Guardians of the Galaxy Vol. 2 review

At times, the plot almost feels nonexistent in Guardians of the Galaxy Vol. 2. Whether during an extended gag, a moment of backstory, or a sincere heart-to-heart, writer-director James Gunn is clearly more invested in character than the sequel’s simple doomsday plot. There’s a looseness, almost a shagginess, to the Marvel sequel that allows the characters to shine brightest in some eye-popping environments.

Like the first film, Vol. 2 begins with a strong emotional hook. The opening sequence is full of life. Set on Earth, it’s every bit as vibrant as the colorful, Yellow Submarine-esque settings we journey to with the Guardians of the Galaxy, who are now more familiar with each other than before. Between the first movie and the sequel, their bond has tightened, which is even made clear by how Drax (Dave Bautista) reacts to one of Rocket’s (Bradley Cooper) jokes after they complete another job.

When Peter Quill (Chris Pratt), Baby Groot (Vin Diesel), Gamora (Zoe Saldana), and the others first show up, they’re attempting to protect some Anulax batteries from a wormy space beast. The sequence shows Gunn has stepped up his game considerably with the action, which isn’t one of the first movie’s strong suits, but it also illustrates what’s changed and what hasn’t with the gang. They’re still bickering underdogs prone to make mistakes, but only together can they still manage to get out of a jam.

They’re doing a job for the High Priestess of the Sovereign (Elizabeth Debicki), who has an awfully high opinion of herself. She’s not as charmed by the Guardians as we are, either. Although her role is minimal in the film, her golden presence elicits more than a few laughs, and she does, of course, help lead Quill to his father, Ego the Living Planet (Kurt Russell) – which is the only underwhelming relationship in the sequel. Emotionally, it’s not as satisfying as what we see between Gamora and her sister, Nebula (Karen Gillan), or some of the other struggling characters. If any part of Vol. 2 is rushed, it’s Quill and Ego’s relationship.

guardians of the galaxy 2

[Spoiler Alert]

What Ego does in the third act doesn’t come as a surprise. That’s fine since Ego’s awkward and tragic servant, Mantis (Pom Klementieff), helps spell out trouble is coming early on in her interactions with the Guardians. The reveal of Ego’s plan, though, is more calculated than authentic. It’s the one place where, dramatically, it feels like a box checked for a big third act fight to occur.

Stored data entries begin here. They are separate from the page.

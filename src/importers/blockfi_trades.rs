// BlockFi trade history importer

use super::{CsvImporter, RecordKind, RowOutcome, SkipReason};
use crate::assets::{AssetResolver, BlockFiAssetResolver};
use crate::config::ImportConfig;
use crate::db::EventSink;
use crate::deserialize::{deserialize_asset_amount, deserialize_timestamp_from_date};
use crate::error::{ImportError, Result};
use crate::row::RawRow;
use crate::types::{Location, Trade, TradeType};
use tracing::debug;

/// Importer for the BlockFi "trades" CSV export
///
/// Every row is recorded as a buy of `Buy Currency` paid with
/// `Sold Currency`.
pub struct BlockFiTradesImporter<R: AssetResolver = BlockFiAssetResolver> {
    resolver: R,
    timestamp_format: String,
}

impl BlockFiTradesImporter {
    pub fn new() -> Self {
        Self::from_config(&ImportConfig::default())
    }

    pub fn from_config(config: &ImportConfig) -> Self {
        BlockFiTradesImporter {
            resolver: config.asset_resolver(),
            timestamp_format: config.timestamp_format.clone(),
        }
    }
}

impl Default for BlockFiTradesImporter {
    fn default() -> Self {
        Self::new()
    }
}

impl<R: AssetResolver> BlockFiTradesImporter<R> {
    pub fn with_resolver(resolver: R, timestamp_format: &str) -> Self {
        BlockFiTradesImporter {
            resolver,
            timestamp_format: timestamp_format.to_string(),
        }
    }

    pub fn consume_entry(
        &self,
        sink: &mut dyn EventSink,
        row: &RawRow,
        timestamp_format: &str,
    ) -> Result<RowOutcome> {
        let timestamp = deserialize_timestamp_from_date(row.get("Date")?, timestamp_format, "BlockFi")?;
        let buy_asset = self.resolver.resolve(row.get("Buy Currency")?)?;
        let buy_amount = deserialize_asset_amount(row.get("Buy Quantity")?)?;
        let sold_asset = self.resolver.resolve(row.get("Sold Currency")?)?;
        let sold_amount = deserialize_asset_amount(row.get("Sold Quantity")?)?;

        if sold_amount.is_zero() {
            debug!("Ignoring BlockFi trade with sold_amount equal to zero. {}", row);
            return Ok(RowOutcome::Skipped(SkipReason::ZeroAmount));
        }

        // Zero buy quantity or an out-of-range rate
        let rate = sold_amount
            .checked_div(buy_amount)
            .map(|rate| rate.abs())
            .ok_or_else(|| {
                ImportError::Deserialization(format!(
                    "BlockFi trade rate for {} {} sold for {} {} is undefined",
                    sold_amount.abs(),
                    sold_asset.symbol,
                    buy_amount.abs(),
                    buy_asset.symbol
                ))
            })?;

        let trade = Trade {
            timestamp,
            location: Location::BlockFi,
            base_asset: buy_asset,
            quote_asset: sold_asset,
            trade_type: TradeType::Buy,
            amount: buy_amount.abs(),
            rate,
            fee: None,
            fee_currency: None,
            link: String::new(),
            notes: row.get("Type")?.to_string(),
        };

        let stored = sink.add_trades(&[trade])?;
        Ok(RowOutcome::Emitted { kind: RecordKind::Trade, stored })
    }
}

impl<R: AssetResolver> CsvImporter for BlockFiTradesImporter<R> {
    fn location(&self) -> Location {
        Location::BlockFi
    }

    fn consume_row(&self, sink: &mut dyn EventSink, row: &RawRow) -> Result<RowOutcome> {
        self.consume_entry(sink, row, &self.timestamp_format)
    }
}
// Domain records produced by the importers
// Movements, history events and trades all carry a Location and an Asset

use rust_decimal::Decimal;
use serde::{Deserialize, Serialize};
use sha2::{Digest, Sha256};
use std::fmt;

/// Unix timestamp in seconds
pub type Timestamp = i64;

/// Unix timestamp in milliseconds
pub type TimestampMs = i64;

pub fn ts_sec_to_ms(ts: Timestamp) -> TimestampMs {
    ts * 1000
}

// ============================================================================
// LOCATION & ASSET
// ============================================================================

/// Where a record comes from
#[derive(Debug, Clone, Copy, PartialEq, Eq, Hash, Serialize, Deserialize)]
#[serde(rename_all = "lowercase")]
pub enum Location {
    BlockFi,
}

impl Location {
    /// Serialized name, also used in the database
    pub fn code(&self) -> &'static str {
        match self {
            Location::BlockFi => "blockfi",
        }
    }

    /// Human-readable name for notes and warnings
    pub fn name(&self) -> &'static str {
        match self {
            Location::BlockFi => "BlockFi",
        }
    }
}

impl fmt::Display for Location {
    fn fmt(&self, f: &mut fmt::Formatter<'_>) -> fmt::Result {
        f.write_str(self.name())
    }
}

/// Asset identified by its canonical identifier
///
/// Plain coins use their ticker (`BTC`), tokens use a CAIP-19 style id
/// (`eip155:1/erc20:0x...`). The symbol is kept for display.
#[derive(Debug, Clone, PartialEq, Eq, Hash, Serialize, Deserialize)]
pub struct Asset {
    pub identifier: String,
    pub symbol: String,
}

impl Asset {
    pub fn new(identifier: &str, symbol: &str) -> Self {
        Asset {
            identifier: identifier.to_string(),
            symbol: symbol.to_string(),
        }
    }

    /// Asset whose identifier is its own symbol
    pub fn coin(symbol: &str) -> Self {
        Asset::new(symbol, symbol)
    }

    pub fn usd() -> Self {
        Asset::coin("USD")
    }
}

impl fmt::Display for Asset {
    fn fmt(&self, f: &mut fmt::Formatter<'_>) -> fmt::Result {
        f.write_str(&self.identifier)
    }
}

// ============================================================================
// ASSET MOVEMENTS
// ============================================================================

#[derive(Debug, Clone, Copy, PartialEq, Eq, Serialize, Deserialize)]
#[serde(rename_all = "lowercase")]
pub enum MovementCategory {
    /// Funds coming into the account
    Deposit,
    /// Funds leaving the account
    Withdrawal,
}

impl MovementCategory {
    pub fn code(&self) -> &'static str {
        match self {
            MovementCategory::Deposit => "deposit",
            MovementCategory::Withdrawal => "withdrawal",
        }
    }

    pub fn from_code(code: &str) -> Option<Self> {
        match code {
            "deposit" => Some(MovementCategory::Deposit),
            "withdrawal" => Some(MovementCategory::Withdrawal),
            _ => None,
        }
    }
}

/// Deposit or withdrawal of an asset at an exchange
#[derive(Debug, Clone, PartialEq, Serialize, Deserialize)]
pub struct AssetMovement {
    pub location: Location,
    pub category: MovementCategory,
    pub address: Option<String>,
    pub transaction_id: Option<String>,
    pub timestamp: Timestamp,
    pub asset: Asset,
    pub amount: Decimal,
    pub fee: Decimal,
    pub fee_asset: Asset,
    pub link: String,
}

impl AssetMovement {
    /// Key used to skip movements already stored by a previous import
    pub fn idempotency_hash(&self) -> String {
        let mut hasher = Sha256::new();
        hasher.update(format!(
            "{}|{}|{}|{}|{}|{}|{}|{}",
            self.location.code(),
            self.category.code(),
            self.timestamp,
            self.asset.identifier,
            self.amount.normalize(),
            self.fee.normalize(),
            self.fee_asset.identifier,
            self.link,
        ));
        format!("{:x}", hasher.finalize())
    }
}

// ============================================================================
// HISTORY EVENTS
// ============================================================================

#[derive(Debug, Clone, Copy, PartialEq, Eq, Serialize, Deserialize)]
#[serde(rename_all = "lowercase")]
pub enum HistoryEventType {
    Receive,
    Spend,
}

impl HistoryEventType {
    pub fn code(&self) -> &'static str {
        match self {
            HistoryEventType::Receive => "receive",
            HistoryEventType::Spend => "spend",
        }
    }

    pub fn from_code(code: &str) -> Option<Self> {
        match code {
            "receive" => Some(HistoryEventType::Receive),
            "spend" => Some(HistoryEventType::Spend),
            _ => None,
        }
    }
}

#[derive(Debug, Clone, Copy, PartialEq, Eq, Serialize, Deserialize)]
#[serde(rename_all = "lowercase")]
pub enum HistoryEventSubType {
    None,
    Fee,
}

impl HistoryEventSubType {
    pub fn code(&self) -> &'static str {
        match self {
            HistoryEventSubType::None => "none",
            HistoryEventSubType::Fee => "fee",
        }
    }

    pub fn from_code(code: &str) -> Option<Self> {
        match code {
            "none" => Some(HistoryEventSubType::None),
            "fee" => Some(HistoryEventSubType::Fee),
            _ => None,
        }
    }
}

/// Timestamped accounting record such as a fee or an interest payment
#[derive(Debug, Clone, PartialEq, Serialize, Deserialize)]
pub struct HistoryEvent {
    pub event_identifier: String,
    pub sequence_index: u32,
    pub timestamp: TimestampMs,
    pub location: Location,
    pub event_type: HistoryEventType,
    pub event_subtype: HistoryEventSubType,
    pub asset: Asset,
    pub amount: Decimal,
    pub notes: Option<String>,
}

// ============================================================================
// TRADES
// ============================================================================

#[derive(Debug, Clone, Copy, PartialEq, Eq, Serialize, Deserialize)]
#[serde(rename_all = "lowercase")]
pub enum TradeType {
    Buy,
    Sell,
}

impl TradeType {
    pub fn code(&self) -> &'static str {
        match self {
            TradeType::Buy => "buy",
            TradeType::Sell => "sell",
        }
    }

    pub fn from_code(code: &str) -> Option<Self> {
        match code {
            "buy" => Some(TradeType::Buy),
            "sell" => Some(TradeType::Sell),
            _ => None,
        }
    }
}

/// Exchange of `amount` of the base asset at `rate` units of quote per base
#[derive(Debug, Clone, PartialEq, Serialize, Deserialize)]
pub struct Trade {
    pub timestamp: Timestamp,
    pub location: Location,
    pub base_asset: Asset,
    pub quote_asset: Asset,
    pub trade_type: TradeType,
    pub amount: Decimal,
    pub rate: Decimal,
    pub fee: Option<Decimal>,
    pub fee_currency: Option<Asset>,
    pub link: String,
    pub notes: String,
}

impl Trade {
    pub fn idempotency_hash(&self) -> String {
        let mut hasher = Sha256::new();
        hasher.update(format!(
            "{}|{}|{}|{}|{}|{}|{}|{}",
            self.location.code(),
            self.timestamp,
            self.base_asset.identifier,
            self.quote_asset.identifier,
            self.trade_type.code(),
            self.amount.normalize(),
            self.rate.normalize(),
            self.link,
        ));
        format!("{:x}", hasher.finalize())
    }
}
// CSV rows as ordered column -> value maps, plus the row content hash

use crate::error::{ImportError, Result};
use serde::Serialize;
use sha2::{Digest, Sha256};
use std::fmt;

/// One line of a CSV export, keyed by header name
///
/// Columns keep the header order so that hashing and display are stable.
#[derive(Debug, Clone, PartialEq, Eq, Serialize)]
pub struct RawRow {
    columns: Vec<(String, String)>,
}

impl RawRow {
    pub fn new(columns: Vec<(String, String)>) -> Self {
        RawRow { columns }
    }

    /// Zip a header record with a data record
    ///
    /// Short records only get the columns they have, so a missing value shows
    /// up as a missing key rather than an empty string.
    pub fn from_record(headers: &csv::StringRecord, record: &csv::StringRecord) -> Self {
        let columns = headers
            .iter()
            .zip(record.iter())
            .map(|(k, v)| (k.to_string(), v.to_string()))
            .collect();
        RawRow { columns }
    }

    /// Value of a column, failing with `MissingColumn` when absent
    ///
    /// With repeated header names the last column wins.
    pub fn get(&self, key: &str) -> Result<&str> {
        self.columns
            .iter()
            .rev()
            .find(|(k, _)| k == key)
            .map(|(_, v)| v.as_str())
            .ok_or_else(|| ImportError::MissingColumn(key.to_string()))
    }

    pub fn columns(&self) -> &[(String, String)] {
        &self.columns
    }

    pub fn len(&self) -> usize {
        self.columns.len()
    }

    pub fn is_empty(&self) -> bool {
        self.columns.is_empty()
    }
}

impl fmt::Display for RawRow {
    fn fmt(&self, f: &mut fmt::Formatter<'_>) -> fmt::Result {
        f.write_str("{")?;
        for (i, (k, v)) in self.columns.iter().enumerate() {
            if i > 0 {
                f.write_str(", ")?;
            }
            write!(f, "'{}': '{}'", k, v)?;
        }
        f.write_str("}")
    }
}

/// Stable content hash of a row, hex-encoded SHA-256
///
/// The row is serialized as a JSON array of `[column, value]` pairs, so
/// quoting keeps keys and values from bleeding into each other and column
/// order matters.
pub fn hash_csv_row(row: &RawRow) -> String {
    let serialized = serde_json::to_string(&row.columns)
        .unwrap_or_else(|_| row.to_string());
    let mut hasher = Sha256::new();
    hasher.update(serialized.as_bytes());
    format!("{:x}", hasher.finalize())
}
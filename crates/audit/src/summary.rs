use crate::model::{
    AuditSummary, DuplicateCluster, ItemAudit, OutlierVerdict, RecipeAudit, ResolutionStatus, UomConsistency,
};

/// Compute run-level counts from per-item and per-recipe results.
pub fn compute_summary(items: &[ItemAudit], duplicates: &[DuplicateCluster], recipes: &[RecipeAudit]) -> AuditSummary {
    let mut summary = AuditSummary {
        items: items.len(),
        duplicate_clusters: duplicates.len(),
        items_in_clusters: duplicates.iter().map(|c| c.members.len()).sum(),
        recipes: recipes.len(),
        ..Default::default()
    };

    for item in items {
        if item.flags.is_clean() {
            summary.clean_items += 1;
        } else {
            summary.flagged_items += 1;
        }
        for flag in item.flags.iter() {
            *summary.flag_counts.entry(flag.check.to_string()).or_default() += 1;
        }
    }

    for recipe in recipes {
        for line in &recipe.lines {
            summary.lines += 1;
            match line.resolution.status {
                ResolutionStatus::Exact => summary.resolved_exact += 1,
                ResolutionStatus::Fuzzy => summary.resolved_fuzzy += 1,
                ResolutionStatus::Unresolved => summary.unresolved += 1,
            }
            match line.consistency {
                UomConsistency::Identical => summary.uom_identical += 1,
                UomConsistency::Convertible { .. } => summary.uom_convertible += 1,
                UomConsistency::Incompatible { .. } => summary.uom_incompatible += 1,
                UomConsistency::NotChecked => {}
            }
            for flag in line.flags.iter() {
                *summary.flag_counts.entry(flag.check.to_string()).or_default() += 1;
            }
        }

        summary.priced_lines += recipe.cost.priced_lines;
        summary.excluded_lines += recipe.cost.excluded_lines;
        match recipe.cost.verdict {
            OutlierVerdict::CostUndetermined => summary.undetermined_recipes += 1,
            OutlierVerdict::CostOutlier { .. } => {
                summary.costed_recipes += 1;
                summary.cost_outliers += 1;
            }
            OutlierVerdict::Normal | OutlierVerdict::InsufficientData => summary.costed_recipes += 1,
        }
    }

    summary
}

#[cfg(test)]
mod tests {
    use super::*;
    use crate::model::{Check, Field, OutlierReason, RecipeCostSummary, ValidationFlagSet};

    fn item_audit(flags: ValidationFlagSet) -> ItemAudit {
        ItemAudit {
            item_id: "1".into(),
            row: 1,
            name: "x".into(),
            flags,
            duplicate_cluster: None,
        }
    }

    fn recipe_audit(verdict: OutlierVerdict, total: Option<f64>) -> RecipeAudit {
        RecipeAudit {
            recipe_id: "R".into(),
            row: 1,
            name: None,
            lines: Vec::new(),
            cost: RecipeCostSummary {
                recipe_id: "R".into(),
                name: None,
                total,
                priced_lines: usize::from(total.is_some()),
                excluded_lines: 1,
                verdict,
            },
        }
    }

    #[test]
    fn counts_items_and_flags() {
        let mut flagged = ValidationFlagSet::new();
        flagged.insert(Check::Missing, Field::Price, "blank");
        flagged.insert(Check::Missing, Field::Size, "blank");
        flagged.insert(Check::InvalidUom, Field::Uom, "oz");
        let items = vec![item_audit(ValidationFlagSet::new()), item_audit(flagged)];

        let summary = compute_summary(&items, &[], &[]);
        assert_eq!(summary.items, 2);
        assert_eq!(summary.clean_items, 1);
        assert_eq!(summary.flagged_items, 1);
        assert_eq!(summary.flag_counts["MISSING"], 2);
        assert_eq!(summary.flag_counts["INVALID_UOM"], 1);
    }

    #[test]
    fn counts_recipe_verdicts() {
        let recipes = vec![
            recipe_audit(OutlierVerdict::Normal, Some(10.0)),
            recipe_audit(
                OutlierVerdict::CostOutlier {
                    reasons: vec![OutlierReason::AbsoluteCeiling],
                },
                Some(900.0),
            ),
            recipe_audit(OutlierVerdict::CostUndetermined, None),
        ];
        let summary = compute_summary(&[], &[], &recipes);
        assert_eq!(summary.recipes, 3);
        assert_eq!(summary.costed_recipes, 2);
        assert_eq!(summary.cost_outliers, 1);
        assert_eq!(summary.undetermined_recipes, 1);
        assert_eq!(summary.priced_lines, 2);
        assert_eq!(summary.excluded_lines, 3);
    }

    #[test]
    fn insufficient_data_still_costed() {
        let summary = compute_summary(&[], &[], &[recipe_audit(OutlierVerdict::InsufficientData, Some(1.0))]);
        assert_eq!(summary.lines, 0);
        assert_eq!(summary.costed_recipes, 1);
    }
}
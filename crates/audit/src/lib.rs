//! `larder-audit`: catalog and recipe audit engine.
//!
//! Pure engine crate: receives pre-loaded item and recipe records, returns
//! flags, duplicate clusters, resolved and costed recipe lines, and cost
//! outlier verdicts. No filesystem access; `load` parses CSV text only.

pub mod config;
pub mod consistency;
pub mod cost;
pub mod duplicates;
pub mod engine;
pub mod error;
pub mod load;
pub mod model;
pub mod outliers;
pub mod parse;
pub mod resolve;
pub mod similarity;
pub mod summary;
pub mod units;
pub mod validate;

pub use config::AuditConfig;
pub use engine::run;
pub use error::{AuditError, UomError};
pub use load::{load_items_csv, load_recipes_csv, CsvTable};
pub use model::{AuditInput, AuditResult, ItemRecord, RecipeRecord};
pub use units::UomRegistry;
// ---------------------------------------------------------------------------
// Top-level config
// ---------------------------------------------------------------------------

/// Every threshold and mapping the audit uses. All sections have defaults,
/// so an empty file is valid.
#[derive(Debug, Clone, Deserialize)]
#[serde(default, deny_unknown_fields)]
pub struct AuditConfig {
    pub name: String,
    pub input: InputConfig,
    pub units: Vec<UnitDef>,
    pub numbers: NumberFormat,
    pub validation: ValidationConfig,
    pub bounds: BoundsConfig,
    pub duplicates: DuplicateConfig,
    pub resolve: ResolveConfig,
    pub cost: CostConfig,
    pub outliers: OutlierConfig,
    pub columns: ColumnsConfig,
}

impl Default for AuditConfig {
    fn default() -> Self {
        Self {
            name: "audit".into(),
            input: InputConfig::default(),
            units: default_unit_table(),
            numbers: NumberFormat::default(),
            validation: ValidationConfig::default(),
            bounds: BoundsConfig::default(),
            duplicates: DuplicateConfig::default(),
            resolve: ResolveConfig::default(),
            cost: CostConfig::default(),
            outliers: OutlierConfig::default(),
            columns: ColumnsConfig::default(),
        }
    }
}

// ---------------------------------------------------------------------------
// Input (adapter only; the engine never reads files)
// ---------------------------------------------------------------------------

/// File paths, relative to the config file.
#[derive(Debug, Clone, Default, Deserialize)]
#[serde(default)]
pub struct InputConfig {
    pub items: Option<String>,
    pub recipes: Option<String>,
}

// ---------------------------------------------------------------------------
// Field validation
// ---------------------------------------------------------------------------

#[derive(Debug, Clone, Deserialize)]
#[serde(default)]
pub struct ValidationConfig {
    /// Supplier codes must be all digits.
    pub supplier_code_numeric: bool,
}

impl Default for ValidationConfig {
    fn default() -> Self {
        Self {
            supplier_code_numeric: true,
        }
    }
}

// ---------------------------------------------------------------------------
// Magnitude bounds
// ---------------------------------------------------------------------------

/// Soft upper bounds. Family limits are in the family base unit; `units`
/// overrides a family limit for one unit and is expressed in that unit.
///
/// Providing a section replaces its defaults wholesale.
#[derive(Debug, Clone, Default, PartialEq, Deserialize, Serialize)]
#[serde(default)]
pub struct MagnitudeBounds {
    pub mass: Option<f64>,
    pub volume: Option<f64>,
    pub count: Option<f64>,
    pub units: BTreeMap<String, f64>,
}

/// Where a limit came from, for messages.
#[derive(Debug, Clone, PartialEq)]
pub enum Limit<'a> {
    /// Limit in the value's own unit.
    Unit(f64),
    /// Limit in the family base unit.
    Family(f64, &'a str),
}

impl MagnitudeBounds {
    pub fn family_max(&self, family: UnitFamily) -> Option<f64> {
        match family {
            UnitFamily::Mass => self.mass,
            UnitFamily::Volume => self.volume,
            UnitFamily::Count => self.count,
            UnitFamily::Unknown => None,
        }
    }

    /// Limit applying to `canonical`, unit override first.
    pub fn limit_for<'r>(&self, canonical: &str, registry: &'r UomRegistry) -> Option<Limit<'r>> {
        let unit_max = self
            .units
            .iter()
            .find(|(unit, _)| normalize_unit(unit) == canonical)
            .map(|(_, max)| *max);
        if let Some(max) = unit_max {
            return Some(Limit::Unit(max));
        }
        let family = registry.family(canonical);
        let max = self.family_max(family)?;
        let base = registry.base_unit(family)?;
        Some(Limit::Family(max, base))
    }

    fn check(&self, section: &str) -> Result<(), AuditError> {
        let family_limits = [("mass", self.mass), ("volume", self.volume), ("count", self.count)];
        for (name, limit) in family_limits {
            if let Some(v) = limit {
                check_positive(&format!("bounds.{section}.{name}"), v)?;
            }
        }
        for (unit, v) in &self.units {
            check_positive(&format!("bounds.{section}.units.{unit}"), *v)?;
        }
        Ok(())
    }
}

#[derive(Debug, Clone, Deserialize)]
#[serde(default)]
pub struct BoundsConfig {
    pub item_size: MagnitudeBounds,
    pub recipe_quantity: MagnitudeBounds,
}

impl Default for BoundsConfig {
    fn default() -> Self {
        let item_units = [("g", 10_000.0), ("ml", 10_000.0), ("kg", 100.0), ("l", 100.0), ("ea", 1_000.0)];
        Self {
            item_size: MagnitudeBounds {
                mass: Some(100_000.0),
                volume: Some(100_000.0),
                count: Some(1_000.0),
                units: item_units.iter().map(|(u, v)| (u.to_string(), *v)).collect(),
            },
            recipe_quantity: MagnitudeBounds {
                mass: Some(10_000.0),
                volume: Some(10_000.0),
                count: Some(100.0),
                units: BTreeMap::new(),
            },
        }
    }
}

// ---------------------------------------------------------------------------
// Duplicate detection
// ---------------------------------------------------------------------------

/// Supplementary evidence that, with a name match, makes two items a
/// duplicate candidate.
#[derive(Debug, Clone, Copy, PartialEq, Eq, Hash, Deserialize, Serialize)]
#[serde(rename_all = "snake_case")]
pub enum Signal {
    Supplier,
    Size,
    Price,
}
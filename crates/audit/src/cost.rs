use crate::config::AuditConfig;
use crate::model::{IngredientLine, ItemRecord, OutlierVerdict, RecipeCostSummary, UomConsistency, Unpriced};
use crate::parse::{parse_number, parse_percentage, NumberFormat, Parsed};
use crate::units::UomRegistry;

/// Line cost = quantity converted into the item's unit × item unit price.
pub struct CostEstimator<'a> {
    registry: &'a UomRegistry,
    numbers: &'a NumberFormat,
    include_tax: bool,
}

impl<'a> CostEstimator<'a> {
    pub fn new(config: &'a AuditConfig, registry: &'a UomRegistry) -> Self {
        Self {
            registry,
            numbers: &config.numbers,
            include_tax: config.cost.include_tax,
        }
    }

    /// Cost of one line, or why it cannot be priced.
    pub fn line_cost(
        &self,
        quantity: Option<f64>,
        line_uom: &str,
        consistency: &UomConsistency,
        item: Option<&ItemRecord>,
    ) -> Result<f64, Unpriced> {
        let item = item.ok_or(Unpriced::Unresolved)?;
        if !consistency.is_usable() {
            return Err(Unpriced::UomIncompatible);
        }
        // usable consistency implies a positive parsed quantity
        let qty = quantity.ok_or(Unpriced::UomIncompatible)?;

        let price = match parse_number(&item.price, self.numbers) {
            Parsed::Number(p) => p,
            Parsed::Blank => return Err(Unpriced::PriceMissing),
            Parsed::Invalid => return Err(Unpriced::PriceNotNumeric),
        };
        let price = if self.include_tax {
            match parse_percentage(&item.tax_rate, self.numbers) {
                Parsed::Number(rate) => price * (1.0 + rate),
                _ => {
                    log::debug!("item {}: tax rate unusable, pricing excl. tax", item.id);
                    price
                }
            }
        } else {
            price
        };

        let in_item_unit = self
            .registry
            .convert(qty, line_uom, &item.uom)
            .map_err(|_| Unpriced::UomIncompatible)?;
        Ok(in_item_unit * price)
    }
}

/// Sum defined line costs. No priced line leaves the total undetermined.
pub fn summarize(recipe_id: &str, name: Option<&str>, lines: &[IngredientLine]) -> RecipeCostSummary {
    let costs: Vec<f64> = lines.iter().filter_map(|l| l.cost).collect();
    let total = if costs.is_empty() {
        None
    } else {
        Some(costs.iter().sum())
    };
    RecipeCostSummary {
        recipe_id: recipe_id.to_string(),
        name: name.map(str::to_string),
        total,
        priced_lines: costs.len(),
        excluded_lines: lines.len() - costs.len(),
        verdict: if total.is_some() {
            OutlierVerdict::Normal
        } else {
            OutlierVerdict::CostUndetermined
        },
    }
}

#[cfg(test)]
mod tests {
    use super::*;
    use crate::model::{IncompatibleReason, Resolution, ResolutionStatus, ValidationFlagSet};
    use crate::units::UnitFamily;

    fn flour() -> ItemRecord {
        ItemRecord {
            id: "F1".into(),
            row: 1,
            name: "Flour".into(),
            uom: "g".into(),
            size: "1000".into(),
            price: "0.002".into(),
            tax_rate: "10%".into(),
            supplier_code: "1".into(),
            ..ItemRecord::default()
        }
    }

    fn line(cost: Option<f64>) -> IngredientLine {
        IngredientLine {
            slot: 1,
            name: "x".into(),
            quantity_raw: "1".into(),
            quantity: Some(1.0),
            uom: "g".into(),
            family: UnitFamily::Mass,
            resolution: Resolution {
                status: ResolutionStatus::Unresolved,
                item_index: None,
                item_id: None,
                item_name: None,
                score: 0.0,
                nearest: None,
            },
            consistency: UomConsistency::NotChecked,
            flags: ValidationFlagSet::new(),
            cost,
            unpriced: None,
        }
    }

    #[test]
    fn two_kg_of_flour_costs_four() {
        let config = AuditConfig::default();
        let registry = config.registry().unwrap();
        let estimator = CostEstimator::new(&config, &registry);
        let consistency = UomConsistency::Convertible { factor: 1000.0 };
        let cost = estimator.line_cost(Some(2.0), "kg", &consistency, Some(&flour())).unwrap();
        assert!((cost - 4.0).abs() < 1e-9, "cost was {cost}");
    }

    #[test]
    fn tax_grosses_up_when_enabled() {
        let mut config = AuditConfig::default();
        config.cost.include_tax = true;
        let registry = config.registry().unwrap();
        let estimator = CostEstimator::new(&config, &registry);
        let cost = estimator
            .line_cost(Some(1000.0), "g", &UomConsistency::Identical, Some(&flour()))
            .unwrap();
        assert!((cost - 2.2).abs() < 1e-9, "cost was {cost}");
    }

    #[test]
    fn unpriceable_lines() {
        let config = AuditConfig::default();
        let registry = config.registry().unwrap();
        let estimator = CostEstimator::new(&config, &registry);
        let incompatible = UomConsistency::Incompatible {
            reason: IncompatibleReason::FamilyMismatch,
            detail: String::new(),
        };

        assert_eq!(
            estimator.line_cost(Some(1.0), "g", &UomConsistency::NotChecked, None),
            Err(Unpriced::Unresolved)
        );
        assert_eq!(
            estimator.line_cost(Some(1.0), "ml", &incompatible, Some(&flour())),
            Err(Unpriced::UomIncompatible)
        );

        let mut no_price = flour();
        no_price.price = "".into();
        assert_eq!(
            estimator.line_cost(Some(1.0), "g", &UomConsistency::Identical, Some(&no_price)),
            Err(Unpriced::PriceMissing)
        );
        no_price.price = "ask".into();
        assert_eq!(
            estimator.line_cost(Some(1.0), "g", &UomConsistency::Identical, Some(&no_price)),
            Err(Unpriced::PriceNotNumeric)
        );
    }

    #[test]
    fn summary_sums_defined_costs() {
        let lines = vec![line(Some(1.5)), line(None), line(Some(2.5))];
        let summary = summarize("R1", Some("Bread"), &lines);
        assert_eq!(summary.total, Some(4.0));
        assert_eq!(summary.priced_lines, 2);
        assert_eq!(summary.excluded_lines, 1);
        assert_eq!(summary.verdict, OutlierVerdict::Normal);
    }

    #[test]
    fn no_priced_lines_is_undetermined_not_zero() {
        let summary = summarize("R2", None, &[line(None), line(None)]);
        assert_eq!(summary.total, None);
        assert_eq!(summary.excluded_lines, 2);
        assert_eq!(summary.verdict, OutlierVerdict::CostUndetermined);

        let empty = summarize("R3", None, &[]);
        assert_eq!(empty.total, None);
    }
}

When Nebula tells Gamora about the pain she put her through, that’s a real moment. When Yondu (Michael Rooker) reveals his regrets, that’s another real moment. When Quill learns what Ego has done and what he’s up to, it’s a strangely cold reveal, despite what it means to Quill. The father and son scenes don’t always have as much breathing room as the rest of the film. They’re funny, and the two have a terrific discussion about Looking Glass’ “Brandy,” but their relationship doesn’t ever feel intimate or emotional enough to make the reveal have more of a sting.

[Spoiler Over]

The ending still has emotional weight, despite the Ego problem. How Nebula, Yondu, and Rocket grow is a part of Guardian of the Galaxy Vol. 2‘s spectacle. We more often than not know what we’re going to get from a comic book movie, but rarely do we know what we’ll see these characters do or say next. They can surprise us, and they can surprise themselves, which is a part of the excitement of these movies.

Gunn is never in a rush to get the next action scene. Even when action is unfolding, he sometimes keeps it off-screen, both as a joke and to keep the characters always at the forefront of Vol. 2. The sequel’s pacing and structure are a breath of fresh air to the start of this summer movie season. While Quill is sometimes the odd man out in the story, everyone else, including Mantis, gets the attention, time, and care they deserve from the filmmaker.

The plot’s lightness allows for greater emphasis on the ensemble, and it also means we don’t have to sit through too much exposition. The few major expository pieces of dialogue come from Russell, and he delivers it all with charm, grace, and his unforgettable laugh. The actor fits right in with the Guardians. He’s, unsurprisingly, as charismatic and vulnerable as they are.

Guardians of the Galaxy Vol. 2 is a movie bursting with personality. Gunn doesn’t try to top the first movie in scale, he attempts to surpass it with character – and he often succeeds. It’s a little difficult to compare the two films since they both have their own strengths and problems, but they are both hilarious and heartfelt redemption tales, in which both the heroes and villains can change and grow. The fun cameos, the playful action, or the worldbuilding aren’t what make Guardians of the Galaxy Vol. 2 such a satisfying sequel, it’s the places Gunn takes these kindhearted A-holes.